Dünyaca ünlü bir sprintersin. Senin adının geçtiği bir takıma sponsorlar bala konan arıları gibi saldırıyor sponsor olmak için. Defalarca üst üste dünya şampiyonu olmuşsun. Bir yarıştaki diğer sporcuların tamamı sana göre yarış stretejisi belirliyor. Tek başına 100 km kaçıp yarış kazanacak kadar güce ve kondisyona sahipsin. Sezon başındaki anıtsal bahar klasiklerden biri olan Paris Roubaix yarışını kazanarak tarihe adını altın harflerle yazdırmak senin en büyük amacın olmuş. Ona göre antrenmanlarını düzenliyorsun. Fisktürde kolay kazanacağın pek çok yarış olmasına rağmen sırf bu yarışı kazanmayı riske atmamak için o yarışlara katılmıyorsun. Bütün bu çabaya rağmen geri zekâlı bir seyircinin yola sarkıttığı hırkaya takılıp düşüyor ve kariyerine dünya şampiyonluğundan sonra altın harflerle eklemeyi istediğin ve yıl boyunca kazanmak için ölümüne hazırlandığın o anıtsal klasik bisiklet yarışı o noktada bitiyor senin için. (Anlatılan bir Sagan hikâyesi hiç değildir(! ))

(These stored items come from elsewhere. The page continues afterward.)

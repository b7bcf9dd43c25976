//! # Causal Model Representation
//!
//! In-memory representation of a structural causal model: variables with
//! ordered discrete domains, the causal graph as per-child parent index
//! lists, and one conditional probability table per variable.
//!
//! ## Index alignment
//!
//! Variables are indexed by declaration order in the source document; the
//! graph and the tables are addressed by that same index. Within one
//! variable's table, rows enumerate parent configurations in row-major
//! order over the parent list as written: the first listed parent varies
//! slowest and the last varies fastest. [`CausalModel::row_index`] is the
//! single place that encodes this enumeration; the marginalizer and the
//! query evaluator both depend on it.
//!
//! Models are built once per transformation run, consumed read-only, and
//! discarded; nothing here is shared mutable state.

use rustc_hash::FxHashMap;
use smallvec::SmallVec;

use crate::engine::errors::ExecError;
use margraf_frontend::{is_exogenous_name, NetworkAst, MASS_TOLERANCE};

/// Parent index list; most nodes have only a handful of parents.
pub type ParentList = SmallVec<[usize; 4]>;

/// Whether a variable is a latent noise term or an observable.
#[derive(Debug, Clone, Copy, PartialEq, Eq)]
pub enum Role {
    /// Latent noise variable; a root of the causal graph.
    Exogenous,
    /// Observable variable with a mechanism over its parents.
    Endogenous,
}

impl Role {
    /// Derives the role from the document's name-prefix convention.
    pub fn of_name(name: &str) -> Role {
        if is_exogenous_name(name) {
            Role::Exogenous
        } else {
            Role::Endogenous
        }
    }
}

/// A model variable. Immutable after the model is built.
#[derive(Debug, Clone)]
pub struct Variable {
    /// The variable name
    pub name: String,
    /// Position in the global, stable variable ordering
    pub index: usize,
    /// Ordered domain values
    pub domain: Vec<String>,
    /// Exogenous or endogenous, per the name-prefix convention
    pub role: Role,
}

impl Variable {
    /// Number of values in the domain.
    pub fn domain_size(&self) -> usize {
        self.domain.len()
    }
}

/// A conditional probability table: one row per parent configuration,
/// one column per domain value of the owning variable.
#[derive(Debug, Clone)]
pub struct Cpt {
    rows: Vec<Vec<f64>>,
    cols: usize,
}

impl Cpt {
    /// Number of rows (parent configurations).
    pub fn num_rows(&self) -> usize {
        self.rows.len()
    }

    /// Number of columns (domain size of the owning variable).
    pub fn cols(&self) -> usize {
        self.cols
    }

    /// A single row.
    pub fn row(&self, index: usize) -> &[f64] {
        &self.rows[index]
    }

    /// A contiguous block of rows, used by the marginalizer's contraction.
    pub fn block(&self, start: usize, len: usize) -> &[Vec<f64>] {
        &self.rows[start..start + len]
    }
}

/// Directed causal graph over variable indices.
///
/// Parents are stored per child, preserving the written order (which is the
/// row-major enumeration order of the child's table). Acyclicity is a
/// document-validation invariant.
#[derive(Debug, Clone, Default)]
pub struct CausalGraph {
    parents: Vec<ParentList>,
}

impl CausalGraph {
    /// Predecessor lookup by variable index.
    pub fn parents(&self, child: usize) -> &[usize] {
        &self.parents[child]
    }

    /// Number of nodes.
    pub fn len(&self) -> usize {
        self.parents.len()
    }

    /// True when the graph has no nodes.
    pub fn is_empty(&self) -> bool {
        self.parents.is_empty()
    }
}

/// The aggregate model: variables, graph, and one table per variable.
#[derive(Debug, Clone)]
pub struct CausalModel {
    variables: Vec<Variable>,
    name_index: FxHashMap<String, usize>,
    graph: CausalGraph,
    cpts: Vec<Cpt>,
}

impl CausalModel {
    /// Builds a model from a parsed document.
    ///
    /// The build re-checks the shape invariants it depends on rather than
    /// assuming the frontend validated the document: duplicate names,
    /// dangling references, exogenous variables with parents, table shape
    /// against domain sizes and parent enumeration, and row mass.
    pub fn from_network(ast: &NetworkAst) -> Result<CausalModel, ExecError> {
        let mut variables = Vec::with_capacity(ast.variables.len());
        let mut name_index = FxHashMap::default();
        for (index, decl) in ast.variables.iter().enumerate() {
            if name_index.insert(decl.name.clone(), index).is_some() {
                return Err(ExecError::Parse(format!(
                    "variable '{}' is declared more than once",
                    decl.name
                )));
            }
            variables.push(Variable {
                name: decl.name.clone(),
                index,
                domain: decl.domain.clone(),
                role: Role::of_name(&decl.name),
            });
        }

        let mut parents: Vec<Option<ParentList>> = vec![None; variables.len()];
        for decl in &ast.parents {
            let child = *name_index.get(&decl.child).ok_or_else(|| {
                ExecError::Parse(format!(
                    "parents declared for unknown variable '{}'",
                    decl.child
                ))
            })?;
            let mut list = ParentList::new();
            for parent in &decl.parents {
                let parent_index = *name_index.get(parent).ok_or_else(|| {
                    ExecError::Parse(format!(
                        "variable '{}' lists unknown parent '{}'",
                        decl.child, parent
                    ))
                })?;
                list.push(parent_index);
            }
            if variables[child].role == Role::Exogenous && !list.is_empty() {
                return Err(ExecError::schema(
                    &decl.child,
                    "exogenous variables are roots and must have an empty parent list",
                ));
            }
            parents[child] = Some(list);
        }
        let parents = parents
            .into_iter()
            .enumerate()
            .map(|(i, p)| {
                p.ok_or_else(|| {
                    ExecError::Parse(format!(
                        "variable '{}' has no parents declaration",
                        variables[i].name
                    ))
                })
            })
            .collect::<Result<Vec<ParentList>, _>>()?;
        let graph = CausalGraph { parents };

        let mut cpts: Vec<Option<Cpt>> = vec![None; variables.len()];
        for decl in &ast.cpts {
            let index = *name_index.get(&decl.variable).ok_or_else(|| {
                ExecError::Parse(format!(
                    "cpt declared for unknown variable '{}'",
                    decl.variable
                ))
            })?;
            let cols = variables[index].domain_size();
            if decl.declared_cols != cols {
                return Err(ExecError::schema(
                    &decl.variable,
                    format!(
                        "cpt has {} columns but the domain has {} values",
                        decl.declared_cols, cols
                    ),
                ));
            }
            let expected_rows: usize = graph
                .parents(index)
                .iter()
                .map(|&p| variables[p].domain_size())
                .product();
            if decl.rows.len() != expected_rows {
                return Err(ExecError::schema(
                    &decl.variable,
                    format!(
                        "table has {} rows but the parent domains enumerate {} configurations",
                        decl.rows.len(),
                        expected_rows
                    ),
                ));
            }
            for (row_index, row) in decl.rows.iter().enumerate() {
                if row.len() != cols {
                    return Err(ExecError::schema(
                        &decl.variable,
                        format!("row {} has {} entries, expected {}", row_index, row.len(), cols),
                    ));
                }
                let mass: f64 = row.iter().sum();
                if (mass - 1.0).abs() > MASS_TOLERANCE {
                    return Err(ExecError::schema(
                        &decl.variable,
                        format!("row {} sums to {} instead of 1", row_index, mass),
                    ));
                }
            }
            cpts[index] = Some(Cpt {
                rows: decl.rows.clone(),
                cols,
            });
        }
        let cpts = cpts
            .into_iter()
            .enumerate()
            .map(|(i, c)| {
                c.ok_or_else(|| {
                    ExecError::Parse(format!("variable '{}' has no cpt", variables[i].name))
                })
            })
            .collect::<Result<Vec<Cpt>, _>>()?;

        Ok(CausalModel {
            variables,
            name_index,
            graph,
            cpts,
        })
    }

    /// Number of variables.
    pub fn len(&self) -> usize {
        self.variables.len()
    }

    /// True when the model has no variables.
    pub fn is_empty(&self) -> bool {
        self.variables.is_empty()
    }

    /// Variable by index.
    pub fn variable(&self, index: usize) -> &Variable {
        &self.variables[index]
    }

    /// Variable by name.
    pub fn variable_named(&self, name: &str) -> Option<&Variable> {
        self.name_index.get(name).map(|&i| &self.variables[i])
    }

    /// All variables in index order.
    pub fn variables(&self) -> &[Variable] {
        &self.variables
    }

    /// Parent indices of a variable, in row-major enumeration order.
    pub fn parents(&self, index: usize) -> &[usize] {
        self.graph.parents(index)
    }

    /// Table of a variable.
    pub fn cpt(&self, index: usize) -> &Cpt {
        &self.cpts[index]
    }

    /// Exogenous parents of a variable, preserving list order.
    pub fn exogenous_parents(&self, index: usize) -> ParentList {
        self.graph
            .parents(index)
            .iter()
            .copied()
            .filter(|&p| self.variables[p].role == Role::Exogenous)
            .collect()
    }

    /// Row index of a variable's table for a full assignment.
    ///
    /// `assignment[i]` is the domain-value index of variable `i`. The row
    /// index accumulates radix-style over the parent list, so the last
    /// listed parent varies fastest.
    pub fn row_index(&self, child: usize, assignment: &[usize]) -> usize {
        let mut index = 0usize;
        for &parent in self.graph.parents(child) {
            index = index * self.variables[parent].domain_size() + assignment[parent];
        }
        index
    }
}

Kariyerinin başında bir genç ya da ihtiyar bir bisikletçisin. Veya ne iyi bir tırmanışçı, ne iyi bir sprinter, ne de iyi bir genel klasmancısın. Ama yine de oldukça başarılı bir bisikletçisin. Tam bir görev adamısın. Tanımlanmış bir görevi yerine getirmek için askerî bir disiplinle çalışıyorsun. Takım liderine sadakatle bağlısın. O birinci olsun diye yapamayacağın fedakârlık yok. Yerine göre enerjini veriyorsun lidere, yerine göre mataranı, bazen bisikletini bile veriyorsun. Kısacası takım lideri birinci olsun da sana ne olursa olsun, pek önemli değil. Bütün bu çabaya rağmen takım lideri birinci olduğunda tüm gazeteler sadece onun adını yazıyor, bütün kameralar ve mikrofonlar takım liderine dönüyor. Sen dehşetengiz acılar içinde kıvranırken senin sayende etabı ya da turu kazanan takım lideri zaferin tadını çıkarıyor. Domestikler, takımın ağır işçileridirler, proleterleridirler. Üretimde en pis işleri onlar yaparlar; ama asla isimleri okunmaz. Takım liderin insan evladı ise senin sayende kazandığı yarışlardan dolayı sana bir miktar dolarcık verebilir. O kadar... 
(Anlatılan "isimsiz" bir domestik hikâyesi hiç değildir(!))  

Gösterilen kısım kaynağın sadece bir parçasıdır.